Não acredite em tudo que você lê, por mais científico que pareça.

7 comentários em “Não acredite em tudo que você lê, por mais científico que pareça”

  1. É certo afirmar também que qualquer pesquisa científica pode ser comprada hoje em dia, e que para piorar toda essa situação, médicos, pesquisadores, cientistas e muitos outros são privados de dar sua opinião caso seja contrário a vacina hoje em dia? No seu caso, você não tem nada contra a vacina e nós sabemos disso, porém, se você tivesse, você estaria em liberdade de expressar isso na Internet assim como você faz a favor da vacina? Pergunto isso pois sabemos que em ontario pessoas relacionadas à saúde são proibidas de expressar dados ou até mesmo opiniões contrárias à vacina por exemplo. E as que fizeram, em grande parte perderam seus empregos ou foram afastadas por tempo indeterminado. Meu medo em tudo isso, é que nunca na minha vida presenciei algo tão forçado e regulamentado dessa forma, isso é o que mais me assusta, não poder nem ver o outro lado da história e tirar minhas próprias conclusões porque o governo não permite. Aí é que se iniciam as teorias da conspiração e etc…

    1. Respondendo a sua pergunta, este espaço é meu aqui na internet e eu falo minha opinião sincera sobre o assunto. Se não achasse certo eu iria falar. As pessoas que não se vacinaram na rede de hospitais que eu trabalho perderam sim o emprego, cerca de 2% do total dos trabalhadores. Eu não trabalho na atenção primária de saúde mas todos que trabalham diretamente em hospitais com emergência estavam indignados com as pessoas não vacinadas… eu apenas não entendo – e este foi o objetivo do meu texto – como as justificativas para tantas comportamentos não tem embasamento teórico em um momento que temos que acreditar na ciência para acabarmos com essa situação.
      O outro lado da história, na minha opinião, foi visto através de pesquisas.

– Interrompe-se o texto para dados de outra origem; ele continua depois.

//! # Physics Simulation Core
//!
//! This module provides the main simulation structure and its step loop. It
//! coordinates integration, collision detection, joint drives and contact
//! bookkeeping, and implements [`PhysicsWorld`] on top of them.

use std::collections::BTreeMap;

use tracing::{debug, trace};

use crate::collision::{
    detect_sphere_box_collision, detect_sphere_plane_collision, detect_sphere_sphere_collision,
    resolve_sphere_sphere_collision, resolve_static_contact, Contact,
};
use crate::error::PhysicsError;
use crate::integrator::{apply_angular, apply_linear, integrate_bodies};
use crate::joint::{solve_drive_joint, DriveJoint};
use crate::raycast::{ray_box, ray_plane, ray_sphere};
use crate::types::{
    BodyId, BodyState, Collider, ForceMode, JointId, PhysParams, Plane, RigidBody, StaticBox, Vec3,
};
use crate::world::{ContactEvent, ContactPhase, JointLimits, JointTarget, PhysicsWorld, RayHit};

type ContactKey = (BodyId, Collider);

/// Main physics simulation container
pub struct PhysicsSim {
    pub bodies: Vec<RigidBody>,
    pub planes: Vec<Plane>,
    pub boxes: Vec<StaticBox>,
    pub joints: Vec<DriveJoint>,
    pub params: PhysParams,
    /// Contacts touching at the end of the previous step, with point and normal.
    active_contacts: BTreeMap<ContactKey, (Vec3, Vec3)>,
    pending_events: Vec<ContactEvent>,
}

impl PhysicsSim {
    /// Create a new empty simulation
    #[must_use]
    pub fn new() -> Self {
        Self {
            bodies: Vec::new(),
            planes: Vec::new(),
            boxes: Vec::new(),
            joints: Vec::new(),
            params: PhysParams::default(),
            active_contacts: BTreeMap::new(),
            pending_events: Vec::new(),
        }
    }

    /// Create simulation with single sphere (for testing)
    #[must_use]
    pub fn new_single_sphere(initial_height: f32) -> Self {
        let mut sim = Self::new();
        sim.add_sphere(Vec3::new(0.0, initial_height, 0.0), Vec3::ZERO, 0.5);
        sim
    }

    /// Execute one physics step
    pub fn step(&mut self, dt: f32) {
        self.params.dt = dt;

        // 1. Joint drives feed velocities before integration
        self.solve_joints(dt);

        // 2. Apply forces and integrate positions
        integrate_bodies(&mut self.bodies, self.params.gravity, dt);

        // 3. Detect and resolve collisions
        let touching = self.detect_and_resolve_collisions();

        // 4. Turn the touching set into begin/stay/end notifications
        self.update_contacts(touching);
    }

    /// Run simulation for multiple steps and return the state of the first body
    pub fn run(&mut self, dt: f32, steps: usize) -> Result<BodyState, PhysicsError> {
        if self.bodies.is_empty() {
            return Err(PhysicsError::NoBodies);
        }
        for _ in 0..steps {
            self.step(dt);
        }
        Ok(self.bodies[0].state)
    }

    fn solve_joints(&mut self, dt: f32) {
        for joint in &self.joints {
            let (a, b) = (joint.body_a, joint.body_b);
            if a == b || a >= self.bodies.len() || b >= self.bodies.len() {
                trace!(a, b, "skipping joint with invalid bodies");
                continue;
            }
            let (body_a, body_b) = pair_mut(&mut self.bodies, a, b);
            solve_drive_joint(joint, body_a, body_b, dt);
        }
    }

    fn detect_and_resolve_collisions(&mut self) -> BTreeMap<ContactKey, (Vec3, Vec3)> {
        let mut touching = BTreeMap::new();

        // Sphere-sphere pairs, skipping bodies linked by a joint
        for j in 1..self.bodies.len() {
            for i in 0..j {
                if self.jointed(i, j) {
                    continue;
                }
                let (a, b) = pair_mut(&mut self.bodies, i, j);
                if let Some(contact) = detect_sphere_sphere_collision(a, b) {
                    resolve_sphere_sphere_collision(a, b, &contact);
                    touching.insert((i, Collider::Body(j)), (contact.point, -contact.normal));
                    touching.insert((j, Collider::Body(i)), (contact.point, contact.normal));
                }
            }
        }

        for (id, body) in self.bodies.iter_mut().enumerate() {
            for (index, plane) in self.planes.iter().enumerate() {
                if let Some(contact) = detect_sphere_plane_collision(body, plane) {
                    resolve_static(body, &contact, &mut touching, (id, Collider::Plane(index)));
                }
            }
            for (index, box_body) in self.boxes.iter().enumerate() {
                if let Some(contact) = detect_sphere_box_collision(body, box_body) {
                    resolve_static(body, &contact, &mut touching, (id, Collider::Box(index)));
                }
            }
        }

        touching
    }

    fn jointed(&self, i: usize, j: usize) -> bool {
        self.joints
            .iter()
            .any(|joint| (joint.body_a == i && joint.body_b == j) || (joint.body_a == j && joint.body_b == i))
    }

    fn update_contacts(&mut self, touching: BTreeMap<ContactKey, (Vec3, Vec3)>) {
        for (&(body, other), &(point, normal)) in &self.active_contacts {
            if !touching.contains_key(&(body, other)) {
                self.pending_events.push(ContactEvent {
                    body,
                    other,
                    phase: ContactPhase::End,
                    point,
                    normal,
                });
            }
        }
        for (&(body, other), &(point, normal)) in &touching {
            let phase = if self.active_contacts.contains_key(&(body, other)) {
                ContactPhase::Stay
            } else {
                ContactPhase::Begin
            };
            self.pending_events.push(ContactEvent {
                body,
                other,
                phase,
                point,
                normal,
            });
        }
        self.active_contacts = touching;
    }

    fn body_ref(&self, id: BodyId) -> Result<&RigidBody, PhysicsError> {
        self.bodies.get(id).ok_or(PhysicsError::UnknownBody(id))
    }

    fn body_mut(&mut self, id: BodyId) -> Result<&mut RigidBody, PhysicsError> {
        self.bodies.get_mut(id).ok_or(PhysicsError::UnknownBody(id))
    }
}

impl Default for PhysicsSim {
    fn default() -> Self {
        Self::new()
    }
}

fn resolve_static(
    body: &mut RigidBody,
    contact: &Contact,
    touching: &mut BTreeMap<ContactKey, (Vec3, Vec3)>,
    key: ContactKey,
) {
    resolve_static_contact(body, contact);
    touching.insert(key, (contact.point, contact.normal));
}

/// Two distinct mutable elements of a slice.
fn pair_mut(bodies: &mut [RigidBody], a: usize, b: usize) -> (&mut RigidBody, &mut RigidBody) {
    if a < b {
        let (head, tail) = bodies.split_at_mut(b);
        (&mut head[a], &mut tail[0])
    } else {
        let (head, tail) = bodies.split_at_mut(a);
        (&mut tail[0], &mut head[b])
    }
}

fn ensure_finite(v: Vec3, what: &'static str) -> Result<(), PhysicsError> {
    if v.is_finite() {
        Ok(())
    } else {
        Err(PhysicsError::NonFinite(what))
    }
}

impl PhysicsWorld for PhysicsSim {
    fn body(&self, id: BodyId) -> Result<BodyState, PhysicsError> {
        self.body_ref(id).map(|body| body.state)
    }

    fn set_body_state(&mut self, id: BodyId, state: BodyState) -> Result<(), PhysicsError> {
        if !state.is_finite() {
            return Err(PhysicsError::NonFinite("body state"));
        }
        let body = self.body_mut(id)?;
        body.state = BodyState {
            rotation: state.rotation.normalize(),
            ..state
        };
        body.linear_accel = Vec3::ZERO;
        body.angular_accel = Vec3::ZERO;
        // a teleported body starts its contacts afresh
        self.active_contacts.retain(|&(body, _), _| body != id);
        debug!(body = id, position = ?state.position, "body teleported");
        Ok(())
    }

    fn raycast(&self, origin: Vec3, direction: Vec3, max_distance: f32) -> Option<RayHit> {
        let direction = direction.try_normalize()?;
        let mut best: Option<RayHit> = None;
        let mut consider = |hit: Option<(f32, Vec3)>, collider: Collider| {
            if let Some((distance, normal)) = hit {
                if distance <= max_distance && best.map_or(true, |b| distance < b.distance) {
                    best = Some(RayHit {
                        distance,
                        point: origin + direction * distance,
                        normal,
                        collider,
                    });
                }
            }
        };

        for (id, body) in self.bodies.iter().enumerate() {
            consider(ray_sphere(origin, direction, body), Collider::Body(id));
        }
        for (index, plane) in self.planes.iter().enumerate() {
            consider(ray_plane(origin, direction, plane), Collider::Plane(index));
        }
        for (index, box_body) in self.boxes.iter().enumerate() {
            consider(ray_box(origin, direction, box_body), Collider::Box(index));
        }
        best
    }

    fn apply_force(&mut self, id: BodyId, force: Vec3, mode: ForceMode) -> Result<(), PhysicsError> {
        ensure_finite(force, "force")?;
        apply_linear(self.body_mut(id)?, force, mode);
        Ok(())
    }

    fn apply_torque(&mut self, id: BodyId, torque: Vec3, mode: ForceMode) -> Result<(), PhysicsError> {
        ensure_finite(torque, "torque")?;
        apply_angular(self.body_mut(id)?, torque, mode);
        Ok(())
    }

    fn joint_limits(&self, joint: JointId) -> Result<JointLimits, PhysicsError> {
        self.joints
            .get(joint)
            .map(|j| j.limits)
            .ok_or(PhysicsError::UnknownJoint(joint))
    }

    fn set_joint_target(&mut self, joint: JointId, target: JointTarget) -> Result<(), PhysicsError> {
        ensure_finite(target.position, "joint target")?;
        let drive = self.joints.get_mut(joint).ok_or(PhysicsError::UnknownJoint(joint))?;
        drive.target = drive.clamp_target(target);
        Ok(())
    }

    fn gravity(&self) -> Vec3 {
        self.params.gravity
    }

    fn drain_contacts(&mut self) -> Vec<ContactEvent> {
        std::mem::take(&mut self.pending_events)
    }
}

#[cfg(test)]
mod tests {
    use super::*;

    #[test]
    fn raycast_returns_nearest_hit() {
        let mut sim = PhysicsSim::new();
        sim.add_sphere(Vec3::new(0.0, 0.0, 3.0), Vec3::ZERO, 0.5);
        sim.add_sphere(Vec3::new(0.0, 0.0, 6.0), Vec3::ZERO, 0.5);
        let hit = sim.raycast(Vec3::ZERO, Vec3::Z, 10.0).unwrap();
        assert_eq!(hit.collider, Collider::Body(0));
        assert!((hit.distance - 2.5).abs() < 1e-5);
    }

    #[test]
    fn raycast_respects_max_distance() {
        let mut sim = PhysicsSim::new();
        sim.add_sphere(Vec3::new(0.0, 0.0, 30.0), Vec3::ZERO, 0.5);
        assert!(sim.raycast(Vec3::ZERO, Vec3::Z, 10.0).is_none());
    }

    #[test]
    fn unknown_body_is_an_error() {
        let mut sim = PhysicsSim::new();
        assert_eq!(sim.body(3), Err(PhysicsError::UnknownBody(3)));
        assert_eq!(
            sim.apply_force(3, Vec3::X, ForceMode::Force),
            Err(PhysicsError::UnknownBody(3))
        );
    }

    #[test]
    fn run_without_bodies_fails() {
        let mut sim = PhysicsSim::new();
        assert_eq!(sim.run(0.01, 1), Err(PhysicsError::NoBodies));
    }
}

  2. Estamos vivendo em um tempo em que muitas pessoas acham que sabem de tudo: direito, medicina, ciência, política… Já que o acesso de conteúdo é muito fácil. É óbvio, na internet você encontra fundamento para tudo quanto é teoria, o problema é não saber distinguir as coisas. Tá difícil viver em sociedade, com tantos sabe-tudo (formados pela Google, PHD em leitura de manchete) ?

  3. Dizer que os profissionais de saúde não são cientistas é a mesma coisa que dizer que todo Canadense é frio. Isso é generalizar e errado. Profissionais de saúde pode sim ser cientistas, fazer pesquisa, peer review, e publicar artigos. Aliás, muito das inovações no campo da saúde partem de profissionais da saúde.